Life History of the Grey Tinsel
1 giorno fa
8 commenti:
... e anche quanti imprenditori suicidi!
vero, purtroppo.
non vedo perchè ti senti in dovere di scusarti per il linguaggio: si meritano questo, e di peggio. quando "i numeri " sono vicini a te e hanno delle facce, le cose assumono una dimensione più concreta e più triste. (vale anche per il post sul Paese dormitorio). Mi paice quando racconti le cose così, senza fronzoli ma con partecipazione.
le parole sono importanti: veniamo da anni in cui i ministri e i fondatori di partiti e movimenti si esprimevano per oscenità e rutti (uso il passato, spero che sia il passato ma ne dubito), di regola cerco di essere educato, almeno quando scrivo. L'aria che tira comunque non cambia: prima erano stupidi, incompetenti e cattivi, adesso sono solo cattivi.
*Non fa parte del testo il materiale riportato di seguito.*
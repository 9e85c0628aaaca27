//! Console events emitted to a [`ConsoleView`](crate::ports::ConsoleView).
//!
//! Every state change the console wants reflected in the UI is one of these
//! events. Markup carried by an event is already escaped.
//!
//! # Wire Format
//!
//! Events serialize with a `type` tag so a browser bridge can forward them:
//!
//! ```json
//! { "type": "list_rendered", "region": "servers", "markup": "<div ...>" }
//! ```

use serde::{Deserialize, Serialize};

/// Console tab.
#[derive(Debug, Clone, Copy, Default, PartialEq, Eq, Hash, Serialize, Deserialize)]
#[serde(rename_all = "snake_case")]
pub enum Tab {
    /// MCP servers tab (default on load).
    #[default]
    Servers,
    /// Commands tab.
    Commands,
}

impl Tab {
    /// Every tab, in display order.
    pub const ALL: [Self; 2] = [Self::Servers, Self::Commands];

    /// List region shown inside this tab.
    pub const fn region(self) -> ListRegion {
        match self {
            Self::Servers => ListRegion::Servers,
            Self::Commands => ListRegion::Commands,
        }
    }
}

/// Modal dialog.
#[derive(Debug, Clone, Copy, PartialEq, Eq, Hash, Serialize, Deserialize)]
#[serde(rename_all = "snake_case")]
pub enum Modal {
    /// "Add MCP server" form.
    AddServer,
    /// "Add command" form.
    AddCommand,
}

impl Modal {
    /// Every modal.
    pub const ALL: [Self; 2] = [Self::AddServer, Self::AddCommand];
}

/// Rendered list region.
#[derive(Debug, Clone, Copy, PartialEq, Eq, Hash, Serialize, Deserialize)]
#[serde(rename_all = "snake_case")]
pub enum ListRegion {
    /// `#servers-list`.
    Servers,
    /// `#commands-list`.
    Commands,
}

impl ListRegion {
    /// DOM element id of the region.
    pub const fn element_id(self) -> &'static str {
        match self {
            Self::Servers => "servers-list",
            Self::Commands => "commands-list",
        }
    }
}

/// Events emitted by the console.
#[derive(Debug, Clone, PartialEq, Eq, Serialize, Deserialize)]
#[serde(tag = "type", rename_all = "snake_case")]
pub enum ConsoleEvent {
    /// Replace the whole content of a list region.
    ListRendered {
        /// Target region.
        region: ListRegion,
        /// Escaped markup.
        markup: String,
    },

    /// Flip a server's enable switch before the backend confirms.
    ToggleFlipped {
        /// Server whose switch changes.
        server_name: String,
        /// New switch position.
        enabled: bool,
    },

    /// Replace the options of the auth-config selection control.
    AuthOptionsRendered {
        /// Escaped `<option>` markup.
        markup: String,
    },

    /// A tab became active; all others are inactive.
    TabActivated {
        /// Active tab.
        tab: Tab,
    },

    /// A modal was shown.
    ModalOpened {
        /// Shown modal.
        modal: Modal,
    },

    /// A modal was hidden.
    ModalClosed {
        /// Hidden modal.
        modal: Modal,
    },

    /// A modal's form was cleared.
    FormReset {
        /// Modal owning the form.
        modal: Modal,
    },

    /// Blocking user notification.
    Notice {
        /// Plain-text message.
        message: String,
    },
}

impl ConsoleEvent {
    /// Create a list render event.
    pub fn list_rendered(region: ListRegion, markup: impl Into<String>) -> Self {
        Self::ListRendered {
            region,
            markup: markup.into(),
        }
    }

    /// Create an optimistic toggle event.
    pub fn toggle_flipped(server_name: impl Into<String>, enabled: bool) -> Self {
        Self::ToggleFlipped {
            server_name: server_name.into(),
            enabled,
        }
    }

    /// Create an auth options render event.
    pub fn auth_options_rendered(markup: impl Into<String>) -> Self {
        Self::AuthOptionsRendered {
            markup: markup.into(),
        }
    }

    /// Create a notice event.
    pub fn notice(message: impl Into<String>) -> Self {
        Self::Notice {
            message: message.into(),
        }
    }
}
Sì, hai ragione sul lavoro, questione centrale dimenticata da molti (non tutti, non facciamo di tutta l'erba un fascio). E lavoro vuol dire diritti, tutele, progetti. Non finanza e cose astratte, che, questo governo, come il precedente, continua a privilegiare. Brutti, sporchi e cattivi, questi solo cattivi, di sicuro anche brutti, dai ;)
dimenticata da tutti quelli che contano, quelli che prendono le decisioni e quelli che sono vicini a loro... Di certo Landini della Fiom ha ben presente cosa succede, ma lo trattano come se fosse un demente.
Uno che non mi dispiace nel governo c'è, Riccardi. Difatti ha un dicastero marginale...
saluti carissimi
Certo, allora per fare nomi anche Cremaschi, sempre Fiom, e tutta quella sinistra fatta fuori dal parlamento, grazie anche, ad una legge antidemocratica e al silenzio stampa.
Su Riccardi posso concordare con te.
speriamo di rivederli presto, in Parlamento, quelli di sinistra. Con il PCI al 35% queste cose non sarebbero mai successe - ma qui credono tutti di essere stati furbi a votare per il bossi.